Monday, April 10, 2006

The genie in Myanmar, too

Disease likes secrecy, repression, war and poverty. Myanmar (neƩ Burma) has them all. Including bird flu.

For months public health officials worried the disease was present in the closed society ruled by military dictatorship for almost half a century. Then on March 13 authorities there admitted they had an outbreak of H5N1 in poultry, but said it was limited to two flocks. Now it is revealed it was more extensive than admitted and is spreading faster than expected. The UN now believes there are more than 100 outbreaks in poultry flocks (Reuters). No human cases have been reported, but few are confident they would be detected if they existed.
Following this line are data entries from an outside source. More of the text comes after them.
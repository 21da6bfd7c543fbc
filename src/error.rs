//! Errors the sanitization pipeline can produce.
//!
//! Everything fallible in the crate returns [`SanitizeError`] through the
//! crate-wide [`Result`] alias: bad geometry inputs, invalid configuration,
//! references to unknown network vertices, and trajectories too short to
//! process.

use std::fmt;

/// The error type for all sanitizer operations.
#[derive(Debug, Clone)]
pub enum SanitizeError {
    /// A geometric shape was requested with invalid dimensions
    InvalidShape { message: String },
    /// A configuration value is out of its valid range
    ConfigError { message: String },
    /// Trajectory has insufficient points for processing
    InsufficientPoints {
        point_count: usize,
        minimum_required: usize,
    },
    /// Road network is missing a referenced vertex or edge
    NetworkError { message: String },
    /// Generic internal error
    Internal { message: String },
}

impl fmt::Display for SanitizeError {
    fn fmt(&self, f: &mut fmt::Formatter<'_>) -> fmt::Result {
        match self {
            SanitizeError::InvalidShape { message } => {
                write!(f, "Invalid shape: {}", message)
            }
            SanitizeError::ConfigError { message } => {
                write!(f, "Configuration error: {}", message)
            }
            SanitizeError::InsufficientPoints {
                point_count,
                minimum_required,
            } => {
                write!(
                    f,
                    "Trajectory has {} points, minimum {} required",
                    point_count, minimum_required
                )
            }
            SanitizeError::NetworkError { message } => {
                write!(f, "Road network error: {}", message)
            }
            SanitizeError::Internal { message } => {
                write!(f, "Internal error: {}", message)
            }
        }
    }
}

impl std::error::Error for SanitizeError {}

/// Result type alias for route-sanitizer operations.
pub type Result<T> = std::result::Result<T, SanitizeError>;

impl SanitizeError {
    /// Shorthand for an `InvalidShape` error.
    pub fn invalid_shape(message: impl Into<String>) -> Self {
        SanitizeError::InvalidShape {
            message: message.into(),
        }
    }

    /// Shorthand for a `ConfigError`.
    pub fn config(message: impl Into<String>) -> Self {
        SanitizeError::ConfigError {
            message: message.into(),
        }
    }

    /// Shorthand for a `NetworkError`.
    pub fn network(message: impl Into<String>) -> Self {
        SanitizeError::NetworkError {
            message: message.into(),
        }
    }
}
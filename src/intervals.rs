//! Interval marking and privacy-interval expansion.
//!
//! The interval marker stamps detector output onto trajectory points.
//! The privacy-interval finder then grows each maximal critical region
//! outward in both directions, accumulating distance and intersection
//! degree from the region boundary, until a stopping rule fires or the
//! walk reaches the trajectory boundary, another critical region, or an
//! already-produced privacy interval.

use log::debug;
use serde::{Deserialize, Serialize};

use crate::geo::distance_manhattan;
use crate::trajectory::{Interval, Trajectory};

/// Sets `is_critical` on every point covered by any given interval.
///
/// Marking is monotone; points already critical stay critical.
pub struct IntervalMarker {
    intervals: Vec<Interval>,
}

impl IntervalMarker {
    /// Flattens any number of detector interval lists into one marker.
    pub fn new<I>(lists: I) -> Self
    where
        I: IntoIterator<Item = Vec<Interval>>,
    {
        Self {
            intervals: lists.into_iter().flatten().collect(),
        }
    }

    pub fn mark_trajectory(&self, trajectory: &mut Trajectory) {
        for interval in &self.intervals {
            for index in interval.left()..interval.right().min(trajectory.len()) {
                trajectory[index].is_critical = true;
            }
        }
    }
}

/// Sets `is_private` from a privacy-interval list; mechanics identical to
/// [`IntervalMarker`].
pub struct PrivacyIntervalMarker {
    intervals: Vec<Interval>,
}

impl PrivacyIntervalMarker {
    pub fn new<I>(lists: I) -> Self
    where
        I: IntoIterator<Item = Vec<Interval>>,
    {
        Self {
            intervals: lists.into_iter().flatten().collect(),
        }
    }

    pub fn mark_trajectory(&self, trajectory: &mut Trajectory) {
        for interval in &self.intervals {
            for index in interval.left()..interval.right().min(trajectory.len()) {
                trajectory[index].is_private = true;
            }
        }
    }
}

/// How the expansion rules combine.
#[derive(Debug, Clone, Copy, PartialEq, Eq, Serialize, Deserialize)]
pub enum StoppingMode {
    /// Stop at the first point where any single threshold is exceeded.
    Any,
    /// Stop at the first point where every threshold has been exceeded,
    /// so the walk satisfies the smallest remaining requirement last.
    Min,
}

/// Per-direction expansion limits.
#[derive(Debug, Clone, Copy, Serialize, Deserialize)]
pub struct ExpansionThresholds {
    /// Cumulative haversine path distance, in meters.
    pub max_direct_distance: f64,
    /// Cumulative axis-aligned path distance, in meters.
    pub max_manhattan_distance: f64,
    /// Cumulative intersection out-degree crossed since the boundary.
    pub max_out_degree: u32,
}

impl Default for ExpansionThresholds {
    fn default() -> Self {
        Self {
            max_direct_distance: 1_000.0,
            max_manhattan_distance: 1_300.0,
            max_out_degree: 4,
        }
    }
}

/// Configuration for [`PrivacyIntervalFinder`].
#[derive(Debug, Clone, Copy, Serialize, Deserialize)]
pub struct PrivacyIntervalConfig {
    pub forward: ExpansionThresholds,
    pub backward: ExpansionThresholds,
    pub mode: StoppingMode,
}

impl Default for PrivacyIntervalConfig {
    fn default() -> Self {
        Self {
            forward: ExpansionThresholds::default(),
            backward: ExpansionThresholds::default(),
            mode: StoppingMode::Any,
        }
    }
}

#[derive(Clone, Copy)]
enum Direction {
    Forward,
    Backward,
}

impl Direction {
    fn label(self, reason: &str) -> String {
        match self {
            Direction::Forward => format!("forward:{}", reason),
            Direction::Backward => format!("backward:{}", reason),
        }
    }
}

/// Expands critical regions into labeled privacy intervals.
///
/// For every maximal run of critical points, the finder walks outward
/// from each boundary, one point at a time. The walk accumulates the
/// haversine and Manhattan path distance and the out-degree of every
/// intersection crossed (an intersection is crossed when the fitted edge
/// changes). The stopping point itself is excluded from the produced
/// interval. Labels record the direction and the stopping reason:
/// "ci" for reaching another critical region, "pi" for reaching the
/// trajectory boundary or an earlier privacy interval, "max_dist",
/// "max_out_degree", and "min" for threshold rules.
pub struct PrivacyIntervalFinder {
    config: PrivacyIntervalConfig,
}

impl PrivacyIntervalFinder {
    pub fn new(config: PrivacyIntervalConfig) -> Self {
        Self { config }
    }

    /// Privacy intervals in discovery order: critical regions left to
    /// right, forward expansion before backward. Zero-length expansions
    /// are suppressed.
    pub fn find_intervals(&self, trajectory: &Trajectory) -> Vec<Interval> {
        let n = trajectory.len();
        if n == 0 {
            return Vec::new();
        }
        let mut covered = vec![false; n];
        let mut intervals = Vec::new();

        for (start, end) in critical_runs(trajectory) {
            if let Some(iv) = self.expand(
                trajectory,
                &covered,
                Direction::Forward,
                end,
                self.config.forward,
            ) {
                cover(&mut covered, &iv);
                intervals.push(iv);
            }
            if let Some(iv) = self.expand(
                trajectory,
                &covered,
                Direction::Backward,
                start,
                self.config.backward,
            ) {
                cover(&mut covered, &iv);
                intervals.push(iv);
            }
        }
        debug!(
            "found {} privacy intervals over {} critical regions",
            intervals.len(),
            critical_runs(trajectory).len()
        );
        intervals
    }

    /// Walk outward from a critical-region boundary. `from` is the first
    /// index past the region in the walk direction (`end` going forward,
    /// `start` going backward).
    fn expand(
        &self,
        trajectory: &Trajectory,
        covered: &[bool],
        direction: Direction,
        from: usize,
        thresholds: ExpansionThresholds,
    ) -> Option<Interval> {
        let n = trajectory.len();
        let mut direct = 0.0;
        let mut manhattan = 0.0;
        let mut degree: u64 = 0;

        // The accumulation baseline is the boundary critical point.
        let (boundary, steps): (usize, Box<dyn Iterator<Item = usize>>) = match direction {
            Direction::Forward => {
                if from >= n {
                    return None;
                }
                (from - 1, Box::new(from..n))
            }
            Direction::Backward => {
                if from == 0 {
                    return None;
                }
                (from, Box::new((0..from).rev()))
            }
        };
        let mut prev_edge = trajectory[boundary].fit_edge().map(|e| e.uid);
        let mut last = boundary;

        for i in steps {
            if trajectory[i].is_critical {
                return self.emit(direction, from, i, "ci");
            }
            if covered[i] {
                return self.emit(direction, from, i, "pi");
            }

            let a = &trajectory[last].location;
            let b = &trajectory[i].location;
            direct += a.distance_to_haversine(b);
            manhattan += distance_manhattan(a.lat, a.lon, b.lat, b.lon);
            if let Some(edge) = trajectory[i].fit_edge() {
                if prev_edge != Some(edge.uid) {
                    degree += u64::from(trajectory[i].out_degree);
                    prev_edge = Some(edge.uid);
                }
            }
            last = i;

            let dist_fired =
                direct > thresholds.max_direct_distance || manhattan > thresholds.max_manhattan_distance;
            let degree_fired = degree > u64::from(thresholds.max_out_degree);
            match self.config.mode {
                StoppingMode::Any if dist_fired => {
                    return self.emit(direction, from, i, "max_dist");
                }
                StoppingMode::Any if degree_fired => {
                    return self.emit(direction, from, i, "max_out_degree");
                }
                StoppingMode::Min
                    if direct > thresholds.max_direct_distance
                        && manhattan > thresholds.max_manhattan_distance
                        && degree_fired =>
                {
                    return self.emit(direction, from, i, "min");
                }
                _ => {}
            }
        }

        // Ran off the trajectory boundary.
        match direction {
            Direction::Forward => self.emit(direction, from, n, "pi"),
            Direction::Backward => {
                let label = direction.label("pi");
                if from == 0 {
                    None
                } else {
                    Some(Interval::new(0, from, label))
                }
            }
        }
    }

    /// Build the interval from the boundary to (excluding) the stopping
    /// point, suppressing zero-length results.
    fn emit(
        &self,
        direction: Direction,
        from: usize,
        stop: usize,
        reason: &str,
    ) -> Option<Interval> {
        let (left, right) = match direction {
            Direction::Forward => (from, stop),
            Direction::Backward => (stop + 1, from),
        };
        if left >= right {
            return None;
        }
        Some(Interval::new(left, right, direction.label(reason)))
    }
}

/// Maximal runs of critical points as half-open `(start, end)` pairs.
fn critical_runs(trajectory: &Trajectory) -> Vec<(usize, usize)> {
    let mut out = Vec::new();
    let mut start = None;
    for (i, p) in trajectory.iter().enumerate() {
        match (p.is_critical, start) {
            (true, None) => start = Some(i),
            (false, Some(s)) => {
                out.push((s, i));
                start = None;
            }
            _ => {}
        }
    }
    if let Some(s) = start {
        out.push((s, trajectory.len()));
    }
    out
}

fn cover(covered: &mut [bool], interval: &Interval) {
    for flag in covered
        .iter_mut()
        .take(interval.right())
        .skip(interval.left())
    {
        *flag = true;
    }
}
Egypt now has almost a dozen confirmed cases in people and the virus is in birds in many places in sub-Sharan Africa, where poverty, lack of resources and political chaos make ideal breeding grounds for disease. While not yet in North or South America, the thought that this virus can be be kept out is wishful thinking. Good biosecurity measures are helpful in commercial poultry flocks but probably won't stop the virus from finding a comfortable niche in almost any country. And the further thought it can be contained in birds is may be a false hope. It would surely be foolish to act on that hope and fail to take steps to prepare.

It should be obvious the genie is out of the bottle. What it is going to do now, we don't know. But every community should be thinking about it.